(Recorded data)
============
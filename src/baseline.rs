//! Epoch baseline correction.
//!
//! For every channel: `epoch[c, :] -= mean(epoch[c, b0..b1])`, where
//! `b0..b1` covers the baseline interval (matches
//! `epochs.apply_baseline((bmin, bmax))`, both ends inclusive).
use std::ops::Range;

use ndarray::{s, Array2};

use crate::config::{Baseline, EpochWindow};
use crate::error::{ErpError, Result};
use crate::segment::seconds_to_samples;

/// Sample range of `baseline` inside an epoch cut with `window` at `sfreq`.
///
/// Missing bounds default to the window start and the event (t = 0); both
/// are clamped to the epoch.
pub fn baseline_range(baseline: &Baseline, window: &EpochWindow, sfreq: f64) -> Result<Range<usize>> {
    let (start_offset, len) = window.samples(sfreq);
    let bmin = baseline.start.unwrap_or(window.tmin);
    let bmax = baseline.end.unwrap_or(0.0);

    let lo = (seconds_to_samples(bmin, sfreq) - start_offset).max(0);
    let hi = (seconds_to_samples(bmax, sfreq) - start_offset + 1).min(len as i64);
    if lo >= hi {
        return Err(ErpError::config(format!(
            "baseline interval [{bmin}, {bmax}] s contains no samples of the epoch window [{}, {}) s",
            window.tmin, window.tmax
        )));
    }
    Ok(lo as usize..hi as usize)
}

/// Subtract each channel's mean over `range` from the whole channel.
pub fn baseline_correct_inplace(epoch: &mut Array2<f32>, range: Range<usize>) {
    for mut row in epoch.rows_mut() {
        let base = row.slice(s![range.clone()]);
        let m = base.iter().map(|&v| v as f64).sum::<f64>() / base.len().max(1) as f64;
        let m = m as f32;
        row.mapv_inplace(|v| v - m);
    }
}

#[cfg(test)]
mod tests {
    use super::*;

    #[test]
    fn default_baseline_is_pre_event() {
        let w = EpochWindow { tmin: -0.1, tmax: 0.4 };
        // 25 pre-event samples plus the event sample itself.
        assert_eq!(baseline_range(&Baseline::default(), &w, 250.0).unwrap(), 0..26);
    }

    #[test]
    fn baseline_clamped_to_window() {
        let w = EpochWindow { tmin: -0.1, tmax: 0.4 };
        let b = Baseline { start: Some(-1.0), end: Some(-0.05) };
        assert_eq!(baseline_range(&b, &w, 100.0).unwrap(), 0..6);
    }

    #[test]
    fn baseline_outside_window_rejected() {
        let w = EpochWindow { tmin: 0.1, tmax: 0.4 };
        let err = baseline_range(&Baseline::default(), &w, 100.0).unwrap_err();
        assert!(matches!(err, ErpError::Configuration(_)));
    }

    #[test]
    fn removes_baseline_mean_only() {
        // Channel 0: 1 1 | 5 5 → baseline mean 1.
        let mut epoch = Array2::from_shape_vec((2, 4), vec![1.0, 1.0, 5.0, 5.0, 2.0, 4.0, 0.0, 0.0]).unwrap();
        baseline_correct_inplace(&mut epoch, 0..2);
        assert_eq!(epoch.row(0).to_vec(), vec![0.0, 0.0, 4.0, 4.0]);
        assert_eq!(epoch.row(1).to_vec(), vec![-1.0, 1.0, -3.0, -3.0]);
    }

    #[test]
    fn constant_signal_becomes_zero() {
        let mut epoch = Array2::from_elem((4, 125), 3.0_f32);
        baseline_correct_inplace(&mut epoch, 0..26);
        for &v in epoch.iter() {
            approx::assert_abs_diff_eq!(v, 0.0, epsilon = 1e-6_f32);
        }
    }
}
============
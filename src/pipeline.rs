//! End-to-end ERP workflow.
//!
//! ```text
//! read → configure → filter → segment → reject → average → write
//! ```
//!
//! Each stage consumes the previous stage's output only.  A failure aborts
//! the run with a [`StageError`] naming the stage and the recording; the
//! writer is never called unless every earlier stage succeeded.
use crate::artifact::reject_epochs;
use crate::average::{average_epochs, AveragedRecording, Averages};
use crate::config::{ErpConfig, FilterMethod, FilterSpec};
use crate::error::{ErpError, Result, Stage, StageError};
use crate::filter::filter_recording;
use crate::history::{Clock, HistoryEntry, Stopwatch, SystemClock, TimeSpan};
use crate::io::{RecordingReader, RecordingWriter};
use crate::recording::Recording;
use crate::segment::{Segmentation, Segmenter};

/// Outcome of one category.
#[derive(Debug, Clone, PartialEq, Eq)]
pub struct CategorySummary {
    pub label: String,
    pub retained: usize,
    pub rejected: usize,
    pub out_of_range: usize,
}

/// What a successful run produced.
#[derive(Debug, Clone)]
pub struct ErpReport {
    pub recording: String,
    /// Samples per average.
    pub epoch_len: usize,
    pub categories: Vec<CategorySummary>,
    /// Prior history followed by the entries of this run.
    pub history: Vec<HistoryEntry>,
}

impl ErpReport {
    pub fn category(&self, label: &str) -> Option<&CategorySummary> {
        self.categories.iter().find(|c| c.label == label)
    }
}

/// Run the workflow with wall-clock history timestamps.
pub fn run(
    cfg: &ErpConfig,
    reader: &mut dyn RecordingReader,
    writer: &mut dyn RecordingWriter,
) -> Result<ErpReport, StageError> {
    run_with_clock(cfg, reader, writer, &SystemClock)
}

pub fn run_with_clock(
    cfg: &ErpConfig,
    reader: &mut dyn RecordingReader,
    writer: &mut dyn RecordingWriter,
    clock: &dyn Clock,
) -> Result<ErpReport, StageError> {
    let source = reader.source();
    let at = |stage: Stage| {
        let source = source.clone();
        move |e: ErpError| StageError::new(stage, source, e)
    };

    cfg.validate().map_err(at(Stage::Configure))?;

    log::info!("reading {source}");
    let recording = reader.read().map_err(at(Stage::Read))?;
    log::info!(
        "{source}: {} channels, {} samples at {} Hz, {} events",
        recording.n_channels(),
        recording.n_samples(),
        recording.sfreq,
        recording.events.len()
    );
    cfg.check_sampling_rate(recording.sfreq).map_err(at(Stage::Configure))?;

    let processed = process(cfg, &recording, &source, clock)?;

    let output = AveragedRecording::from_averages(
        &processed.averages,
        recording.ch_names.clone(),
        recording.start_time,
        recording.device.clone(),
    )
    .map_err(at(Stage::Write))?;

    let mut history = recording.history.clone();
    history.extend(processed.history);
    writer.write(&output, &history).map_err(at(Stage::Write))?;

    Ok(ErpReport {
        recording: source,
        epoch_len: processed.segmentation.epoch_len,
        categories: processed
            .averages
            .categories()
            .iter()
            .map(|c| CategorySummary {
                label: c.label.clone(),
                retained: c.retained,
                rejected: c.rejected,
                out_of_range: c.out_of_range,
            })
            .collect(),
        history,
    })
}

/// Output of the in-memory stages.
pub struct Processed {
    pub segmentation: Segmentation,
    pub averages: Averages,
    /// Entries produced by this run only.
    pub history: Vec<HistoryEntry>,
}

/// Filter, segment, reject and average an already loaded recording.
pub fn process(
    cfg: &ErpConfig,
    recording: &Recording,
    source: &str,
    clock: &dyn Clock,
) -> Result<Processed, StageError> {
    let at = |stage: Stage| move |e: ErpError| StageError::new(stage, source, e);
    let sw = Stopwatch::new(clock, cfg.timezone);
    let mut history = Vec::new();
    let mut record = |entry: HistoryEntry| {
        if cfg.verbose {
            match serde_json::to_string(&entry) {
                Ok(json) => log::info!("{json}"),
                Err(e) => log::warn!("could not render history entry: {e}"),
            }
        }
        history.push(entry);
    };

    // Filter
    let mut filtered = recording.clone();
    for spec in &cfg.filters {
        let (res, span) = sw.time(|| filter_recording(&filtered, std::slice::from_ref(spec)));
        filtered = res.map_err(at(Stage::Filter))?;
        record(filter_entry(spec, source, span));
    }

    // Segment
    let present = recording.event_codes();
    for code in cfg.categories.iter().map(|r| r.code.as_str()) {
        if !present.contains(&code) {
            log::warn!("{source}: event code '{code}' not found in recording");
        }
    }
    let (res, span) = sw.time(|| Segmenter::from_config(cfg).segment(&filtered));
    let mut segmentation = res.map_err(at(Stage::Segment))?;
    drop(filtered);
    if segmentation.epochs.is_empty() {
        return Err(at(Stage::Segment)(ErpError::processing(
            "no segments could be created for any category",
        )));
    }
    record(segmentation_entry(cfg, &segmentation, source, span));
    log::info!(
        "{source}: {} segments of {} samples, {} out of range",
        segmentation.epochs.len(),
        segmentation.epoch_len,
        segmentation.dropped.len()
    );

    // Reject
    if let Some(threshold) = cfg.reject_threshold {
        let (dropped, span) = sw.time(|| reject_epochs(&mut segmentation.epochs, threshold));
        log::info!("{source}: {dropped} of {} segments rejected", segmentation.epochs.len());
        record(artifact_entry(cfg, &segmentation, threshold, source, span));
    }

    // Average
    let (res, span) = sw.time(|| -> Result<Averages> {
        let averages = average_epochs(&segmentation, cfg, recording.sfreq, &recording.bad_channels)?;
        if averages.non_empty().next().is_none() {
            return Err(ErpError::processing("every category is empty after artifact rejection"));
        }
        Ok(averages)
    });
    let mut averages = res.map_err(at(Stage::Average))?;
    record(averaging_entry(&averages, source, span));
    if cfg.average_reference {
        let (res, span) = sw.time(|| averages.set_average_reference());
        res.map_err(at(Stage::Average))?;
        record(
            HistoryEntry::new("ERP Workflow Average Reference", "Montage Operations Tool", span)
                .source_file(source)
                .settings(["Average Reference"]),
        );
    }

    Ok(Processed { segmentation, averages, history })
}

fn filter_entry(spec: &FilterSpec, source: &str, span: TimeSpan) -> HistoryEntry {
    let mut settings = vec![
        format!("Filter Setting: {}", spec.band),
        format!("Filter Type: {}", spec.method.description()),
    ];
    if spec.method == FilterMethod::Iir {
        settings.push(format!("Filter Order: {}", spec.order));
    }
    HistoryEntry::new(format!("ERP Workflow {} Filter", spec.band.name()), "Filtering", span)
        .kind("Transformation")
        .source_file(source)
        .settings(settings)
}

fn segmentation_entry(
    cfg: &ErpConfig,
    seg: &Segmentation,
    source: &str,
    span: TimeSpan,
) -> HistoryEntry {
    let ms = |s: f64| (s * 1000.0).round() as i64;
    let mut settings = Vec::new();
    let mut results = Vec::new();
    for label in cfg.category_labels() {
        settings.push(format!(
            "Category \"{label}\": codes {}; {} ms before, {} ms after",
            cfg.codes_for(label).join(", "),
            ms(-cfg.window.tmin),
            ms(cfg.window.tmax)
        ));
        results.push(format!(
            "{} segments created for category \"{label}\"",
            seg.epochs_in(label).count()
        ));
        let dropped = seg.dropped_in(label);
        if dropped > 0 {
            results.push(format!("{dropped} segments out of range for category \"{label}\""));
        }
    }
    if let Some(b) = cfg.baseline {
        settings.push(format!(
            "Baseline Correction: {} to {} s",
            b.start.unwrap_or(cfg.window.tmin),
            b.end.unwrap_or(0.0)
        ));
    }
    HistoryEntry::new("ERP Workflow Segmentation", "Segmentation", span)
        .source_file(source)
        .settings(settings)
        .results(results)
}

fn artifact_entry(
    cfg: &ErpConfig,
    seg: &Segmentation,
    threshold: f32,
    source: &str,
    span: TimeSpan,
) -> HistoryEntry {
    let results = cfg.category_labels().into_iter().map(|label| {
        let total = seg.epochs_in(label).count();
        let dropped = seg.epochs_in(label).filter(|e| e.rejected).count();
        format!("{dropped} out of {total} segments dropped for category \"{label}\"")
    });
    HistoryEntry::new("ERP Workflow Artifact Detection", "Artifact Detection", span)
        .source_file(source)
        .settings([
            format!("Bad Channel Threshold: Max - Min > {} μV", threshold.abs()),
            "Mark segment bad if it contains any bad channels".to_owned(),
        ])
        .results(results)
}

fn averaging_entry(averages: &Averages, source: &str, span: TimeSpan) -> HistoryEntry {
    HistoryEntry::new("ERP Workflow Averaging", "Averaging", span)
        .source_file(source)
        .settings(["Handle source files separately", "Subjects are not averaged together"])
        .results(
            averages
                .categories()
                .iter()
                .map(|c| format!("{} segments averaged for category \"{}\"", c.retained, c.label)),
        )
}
============
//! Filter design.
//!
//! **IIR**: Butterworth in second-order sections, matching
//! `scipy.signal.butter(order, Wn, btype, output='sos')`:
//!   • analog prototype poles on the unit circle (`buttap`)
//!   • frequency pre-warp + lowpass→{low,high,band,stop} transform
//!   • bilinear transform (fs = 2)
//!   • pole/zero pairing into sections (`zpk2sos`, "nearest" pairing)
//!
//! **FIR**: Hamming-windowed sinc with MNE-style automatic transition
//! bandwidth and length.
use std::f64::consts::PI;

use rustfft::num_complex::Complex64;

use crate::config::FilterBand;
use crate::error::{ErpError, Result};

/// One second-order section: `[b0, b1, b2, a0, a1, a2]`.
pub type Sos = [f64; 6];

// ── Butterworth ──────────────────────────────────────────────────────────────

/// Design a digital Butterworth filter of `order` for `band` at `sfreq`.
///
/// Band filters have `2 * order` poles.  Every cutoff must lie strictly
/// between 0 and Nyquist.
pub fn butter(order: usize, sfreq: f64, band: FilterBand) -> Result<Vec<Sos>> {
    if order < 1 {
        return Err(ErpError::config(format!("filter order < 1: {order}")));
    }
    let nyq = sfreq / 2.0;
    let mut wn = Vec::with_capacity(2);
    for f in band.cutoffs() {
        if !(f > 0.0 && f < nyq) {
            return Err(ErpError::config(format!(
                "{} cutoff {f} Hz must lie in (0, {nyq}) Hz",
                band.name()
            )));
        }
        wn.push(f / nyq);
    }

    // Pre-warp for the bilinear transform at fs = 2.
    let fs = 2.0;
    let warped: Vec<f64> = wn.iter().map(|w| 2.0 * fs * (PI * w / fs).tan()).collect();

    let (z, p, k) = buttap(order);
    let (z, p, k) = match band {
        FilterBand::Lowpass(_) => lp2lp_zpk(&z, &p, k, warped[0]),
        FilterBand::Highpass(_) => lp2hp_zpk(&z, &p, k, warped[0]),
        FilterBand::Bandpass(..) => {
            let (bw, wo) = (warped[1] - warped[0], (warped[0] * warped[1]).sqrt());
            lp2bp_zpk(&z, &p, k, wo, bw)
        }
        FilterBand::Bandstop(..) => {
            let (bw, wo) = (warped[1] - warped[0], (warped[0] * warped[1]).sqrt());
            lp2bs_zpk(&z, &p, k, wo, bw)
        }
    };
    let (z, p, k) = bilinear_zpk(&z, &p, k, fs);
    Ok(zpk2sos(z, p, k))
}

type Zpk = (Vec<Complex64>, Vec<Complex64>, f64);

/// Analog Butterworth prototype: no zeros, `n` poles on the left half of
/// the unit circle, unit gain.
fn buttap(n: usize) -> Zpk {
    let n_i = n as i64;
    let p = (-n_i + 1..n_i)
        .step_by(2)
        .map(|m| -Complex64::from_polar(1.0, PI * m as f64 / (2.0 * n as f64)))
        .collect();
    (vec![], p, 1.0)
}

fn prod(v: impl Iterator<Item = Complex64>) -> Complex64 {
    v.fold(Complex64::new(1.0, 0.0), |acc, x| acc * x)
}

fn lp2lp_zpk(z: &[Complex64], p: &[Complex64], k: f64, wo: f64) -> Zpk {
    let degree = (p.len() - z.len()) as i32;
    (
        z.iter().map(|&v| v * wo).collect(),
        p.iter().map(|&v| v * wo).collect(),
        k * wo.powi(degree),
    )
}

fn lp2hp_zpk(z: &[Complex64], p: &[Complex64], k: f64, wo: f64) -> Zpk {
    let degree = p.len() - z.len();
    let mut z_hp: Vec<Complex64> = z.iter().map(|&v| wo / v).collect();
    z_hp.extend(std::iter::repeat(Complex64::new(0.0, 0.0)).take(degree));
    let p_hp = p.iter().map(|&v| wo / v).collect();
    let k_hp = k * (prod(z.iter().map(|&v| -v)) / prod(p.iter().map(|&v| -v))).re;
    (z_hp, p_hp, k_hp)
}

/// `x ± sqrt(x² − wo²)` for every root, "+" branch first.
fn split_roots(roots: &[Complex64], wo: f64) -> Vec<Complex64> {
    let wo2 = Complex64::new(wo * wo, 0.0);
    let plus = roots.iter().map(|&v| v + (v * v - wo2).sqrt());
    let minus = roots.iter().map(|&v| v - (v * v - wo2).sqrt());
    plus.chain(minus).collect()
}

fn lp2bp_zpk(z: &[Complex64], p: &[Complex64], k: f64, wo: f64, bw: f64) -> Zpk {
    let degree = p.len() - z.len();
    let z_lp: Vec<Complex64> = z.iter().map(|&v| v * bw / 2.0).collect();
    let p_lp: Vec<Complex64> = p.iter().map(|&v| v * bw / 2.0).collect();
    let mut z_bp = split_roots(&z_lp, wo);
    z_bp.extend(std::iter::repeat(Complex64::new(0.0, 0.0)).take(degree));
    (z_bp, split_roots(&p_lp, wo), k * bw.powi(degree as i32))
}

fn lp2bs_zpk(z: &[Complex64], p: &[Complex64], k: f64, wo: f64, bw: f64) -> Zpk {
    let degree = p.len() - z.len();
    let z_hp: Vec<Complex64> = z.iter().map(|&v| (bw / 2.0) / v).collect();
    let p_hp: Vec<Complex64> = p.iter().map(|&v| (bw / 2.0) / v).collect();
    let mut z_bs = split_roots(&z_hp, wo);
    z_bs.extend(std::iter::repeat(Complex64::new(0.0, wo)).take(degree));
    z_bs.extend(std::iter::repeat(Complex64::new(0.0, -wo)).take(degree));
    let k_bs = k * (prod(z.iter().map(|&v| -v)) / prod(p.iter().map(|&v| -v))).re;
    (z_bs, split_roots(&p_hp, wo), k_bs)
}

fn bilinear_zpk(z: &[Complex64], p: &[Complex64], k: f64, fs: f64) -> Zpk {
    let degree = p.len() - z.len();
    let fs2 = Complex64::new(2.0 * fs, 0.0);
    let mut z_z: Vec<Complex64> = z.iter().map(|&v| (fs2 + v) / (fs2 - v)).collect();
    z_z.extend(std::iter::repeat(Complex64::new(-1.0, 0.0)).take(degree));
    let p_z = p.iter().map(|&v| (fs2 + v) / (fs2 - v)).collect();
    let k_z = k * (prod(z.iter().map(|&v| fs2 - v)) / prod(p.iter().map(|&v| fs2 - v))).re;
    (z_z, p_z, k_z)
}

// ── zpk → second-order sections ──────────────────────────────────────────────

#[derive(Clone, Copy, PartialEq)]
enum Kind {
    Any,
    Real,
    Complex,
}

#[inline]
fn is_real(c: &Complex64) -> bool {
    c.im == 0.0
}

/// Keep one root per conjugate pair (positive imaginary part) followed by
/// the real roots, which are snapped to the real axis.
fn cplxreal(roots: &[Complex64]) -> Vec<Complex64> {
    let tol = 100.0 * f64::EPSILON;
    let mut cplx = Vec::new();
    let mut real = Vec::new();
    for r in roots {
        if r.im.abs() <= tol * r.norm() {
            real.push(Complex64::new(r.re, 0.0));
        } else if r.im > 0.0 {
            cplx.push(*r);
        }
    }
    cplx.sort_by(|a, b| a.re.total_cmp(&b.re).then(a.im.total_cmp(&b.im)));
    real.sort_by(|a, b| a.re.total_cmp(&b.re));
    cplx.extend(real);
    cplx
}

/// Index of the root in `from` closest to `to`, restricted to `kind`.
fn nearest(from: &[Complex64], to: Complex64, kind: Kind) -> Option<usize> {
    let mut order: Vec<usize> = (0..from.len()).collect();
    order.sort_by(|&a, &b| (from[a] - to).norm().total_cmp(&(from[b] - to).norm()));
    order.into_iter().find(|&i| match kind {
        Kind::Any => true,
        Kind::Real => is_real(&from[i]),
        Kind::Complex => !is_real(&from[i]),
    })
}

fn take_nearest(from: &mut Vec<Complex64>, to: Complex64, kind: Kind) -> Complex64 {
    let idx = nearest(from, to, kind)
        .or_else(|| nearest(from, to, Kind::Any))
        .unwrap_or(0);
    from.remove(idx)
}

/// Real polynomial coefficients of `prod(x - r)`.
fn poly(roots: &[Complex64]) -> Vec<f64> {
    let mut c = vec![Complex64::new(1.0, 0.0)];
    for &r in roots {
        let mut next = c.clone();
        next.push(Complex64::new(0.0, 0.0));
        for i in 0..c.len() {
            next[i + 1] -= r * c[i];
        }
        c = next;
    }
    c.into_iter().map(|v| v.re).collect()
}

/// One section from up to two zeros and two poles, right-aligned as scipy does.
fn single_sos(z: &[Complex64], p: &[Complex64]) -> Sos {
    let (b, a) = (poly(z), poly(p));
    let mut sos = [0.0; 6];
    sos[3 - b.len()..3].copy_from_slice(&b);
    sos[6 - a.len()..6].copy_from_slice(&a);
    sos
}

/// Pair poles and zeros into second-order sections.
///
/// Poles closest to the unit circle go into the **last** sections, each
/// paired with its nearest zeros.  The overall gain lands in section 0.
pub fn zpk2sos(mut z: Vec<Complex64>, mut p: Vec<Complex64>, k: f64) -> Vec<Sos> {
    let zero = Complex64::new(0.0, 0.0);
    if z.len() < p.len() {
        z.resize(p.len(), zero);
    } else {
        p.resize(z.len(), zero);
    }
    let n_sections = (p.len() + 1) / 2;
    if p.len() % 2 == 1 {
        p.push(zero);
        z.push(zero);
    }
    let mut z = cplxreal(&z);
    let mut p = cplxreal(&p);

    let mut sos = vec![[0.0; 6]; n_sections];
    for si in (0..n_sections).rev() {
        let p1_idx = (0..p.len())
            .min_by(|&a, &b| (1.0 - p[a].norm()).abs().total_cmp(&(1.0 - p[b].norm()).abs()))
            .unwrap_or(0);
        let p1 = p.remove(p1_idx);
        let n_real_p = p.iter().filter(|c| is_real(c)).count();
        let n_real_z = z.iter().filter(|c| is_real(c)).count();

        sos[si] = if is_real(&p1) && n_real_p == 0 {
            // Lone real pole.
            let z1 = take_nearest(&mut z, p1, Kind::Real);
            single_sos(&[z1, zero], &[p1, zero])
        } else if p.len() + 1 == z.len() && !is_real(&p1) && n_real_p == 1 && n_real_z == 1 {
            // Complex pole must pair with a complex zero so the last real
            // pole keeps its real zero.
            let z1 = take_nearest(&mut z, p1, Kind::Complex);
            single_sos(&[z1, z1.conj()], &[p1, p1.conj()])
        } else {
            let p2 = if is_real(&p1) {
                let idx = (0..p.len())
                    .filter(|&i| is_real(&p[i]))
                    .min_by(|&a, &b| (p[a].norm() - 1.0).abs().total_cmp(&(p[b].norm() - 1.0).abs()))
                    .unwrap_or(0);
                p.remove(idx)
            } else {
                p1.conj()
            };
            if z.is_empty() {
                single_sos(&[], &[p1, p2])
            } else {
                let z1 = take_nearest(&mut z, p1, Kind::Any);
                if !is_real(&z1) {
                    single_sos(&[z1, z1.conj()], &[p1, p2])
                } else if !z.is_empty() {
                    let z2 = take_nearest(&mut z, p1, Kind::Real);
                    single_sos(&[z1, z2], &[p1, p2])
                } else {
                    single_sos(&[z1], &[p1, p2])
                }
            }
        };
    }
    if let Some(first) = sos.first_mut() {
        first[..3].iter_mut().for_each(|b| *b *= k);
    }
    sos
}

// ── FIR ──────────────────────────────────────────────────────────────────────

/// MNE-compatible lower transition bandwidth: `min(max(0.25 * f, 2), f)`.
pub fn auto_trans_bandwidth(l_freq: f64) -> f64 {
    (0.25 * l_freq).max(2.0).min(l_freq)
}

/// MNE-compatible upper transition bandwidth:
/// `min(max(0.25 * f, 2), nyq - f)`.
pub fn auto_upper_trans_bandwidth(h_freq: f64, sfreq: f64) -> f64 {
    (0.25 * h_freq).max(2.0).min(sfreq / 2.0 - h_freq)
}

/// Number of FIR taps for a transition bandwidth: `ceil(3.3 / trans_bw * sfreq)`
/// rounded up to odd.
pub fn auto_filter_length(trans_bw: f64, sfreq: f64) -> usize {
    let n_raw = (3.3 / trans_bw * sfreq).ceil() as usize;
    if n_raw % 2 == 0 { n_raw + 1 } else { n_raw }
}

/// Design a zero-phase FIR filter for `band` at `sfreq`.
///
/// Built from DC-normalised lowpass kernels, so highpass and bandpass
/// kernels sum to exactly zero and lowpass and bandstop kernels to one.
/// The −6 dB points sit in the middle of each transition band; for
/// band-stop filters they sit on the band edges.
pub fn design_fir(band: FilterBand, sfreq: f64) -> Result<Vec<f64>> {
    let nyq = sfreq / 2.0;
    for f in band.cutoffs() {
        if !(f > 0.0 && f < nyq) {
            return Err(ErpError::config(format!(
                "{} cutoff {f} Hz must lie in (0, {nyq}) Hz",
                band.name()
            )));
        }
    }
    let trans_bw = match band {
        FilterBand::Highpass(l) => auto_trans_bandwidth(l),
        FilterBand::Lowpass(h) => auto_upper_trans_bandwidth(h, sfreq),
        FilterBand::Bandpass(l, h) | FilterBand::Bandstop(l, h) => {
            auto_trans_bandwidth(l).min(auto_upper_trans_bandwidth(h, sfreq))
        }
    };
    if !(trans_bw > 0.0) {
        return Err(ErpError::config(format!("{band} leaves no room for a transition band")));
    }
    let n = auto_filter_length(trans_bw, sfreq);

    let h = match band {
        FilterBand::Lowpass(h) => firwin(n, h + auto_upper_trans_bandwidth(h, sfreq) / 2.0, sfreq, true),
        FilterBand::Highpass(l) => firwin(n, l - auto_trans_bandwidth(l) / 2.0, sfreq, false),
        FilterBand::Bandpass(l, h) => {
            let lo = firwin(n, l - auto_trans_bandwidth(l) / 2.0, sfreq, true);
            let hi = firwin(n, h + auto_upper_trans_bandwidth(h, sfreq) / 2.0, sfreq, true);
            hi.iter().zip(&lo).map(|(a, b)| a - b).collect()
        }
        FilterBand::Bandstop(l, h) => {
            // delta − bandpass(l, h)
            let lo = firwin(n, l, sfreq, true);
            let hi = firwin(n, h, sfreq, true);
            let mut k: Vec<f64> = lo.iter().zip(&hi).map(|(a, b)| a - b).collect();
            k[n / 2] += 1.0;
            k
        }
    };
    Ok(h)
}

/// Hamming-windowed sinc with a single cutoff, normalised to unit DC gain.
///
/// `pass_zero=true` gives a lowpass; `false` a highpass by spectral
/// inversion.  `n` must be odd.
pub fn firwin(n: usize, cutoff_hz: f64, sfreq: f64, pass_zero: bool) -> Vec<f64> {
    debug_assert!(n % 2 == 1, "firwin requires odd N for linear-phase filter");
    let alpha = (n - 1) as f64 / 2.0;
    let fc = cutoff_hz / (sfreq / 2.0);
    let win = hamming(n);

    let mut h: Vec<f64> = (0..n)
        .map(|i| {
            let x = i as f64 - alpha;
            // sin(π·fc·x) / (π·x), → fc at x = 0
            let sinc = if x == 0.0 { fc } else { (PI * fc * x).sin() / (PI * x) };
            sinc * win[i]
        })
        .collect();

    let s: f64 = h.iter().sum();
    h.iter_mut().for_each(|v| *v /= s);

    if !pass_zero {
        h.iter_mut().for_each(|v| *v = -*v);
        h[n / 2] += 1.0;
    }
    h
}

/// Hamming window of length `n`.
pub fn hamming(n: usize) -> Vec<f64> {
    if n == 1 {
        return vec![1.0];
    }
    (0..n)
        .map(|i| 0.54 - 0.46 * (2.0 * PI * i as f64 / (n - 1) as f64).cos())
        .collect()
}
============
EXERCISE BRIEF - Return exactly, and only, the lines above starting at the line that contains "filename src/baseline.rs" and ending at the line that contains "use crate::segment::seconds_to_samples;".

EXERCISE ANSWER -
filename src/baseline.rs
//! Epoch baseline correction.
//!
//! For every channel: `epoch[c, :] -= mean(epoch[c, b0..b1])`, where
//! `b0..b1` covers the baseline interval (matches
//! `epochs.apply_baseline((bmin, bmax))`, both ends inclusive).
use std::ops::Range;

use ndarray::{s, Array2};

use crate::config::{Baseline, EpochWindow};
use crate::error::{ErpError, Result};
use crate::segment::seconds_to_samples;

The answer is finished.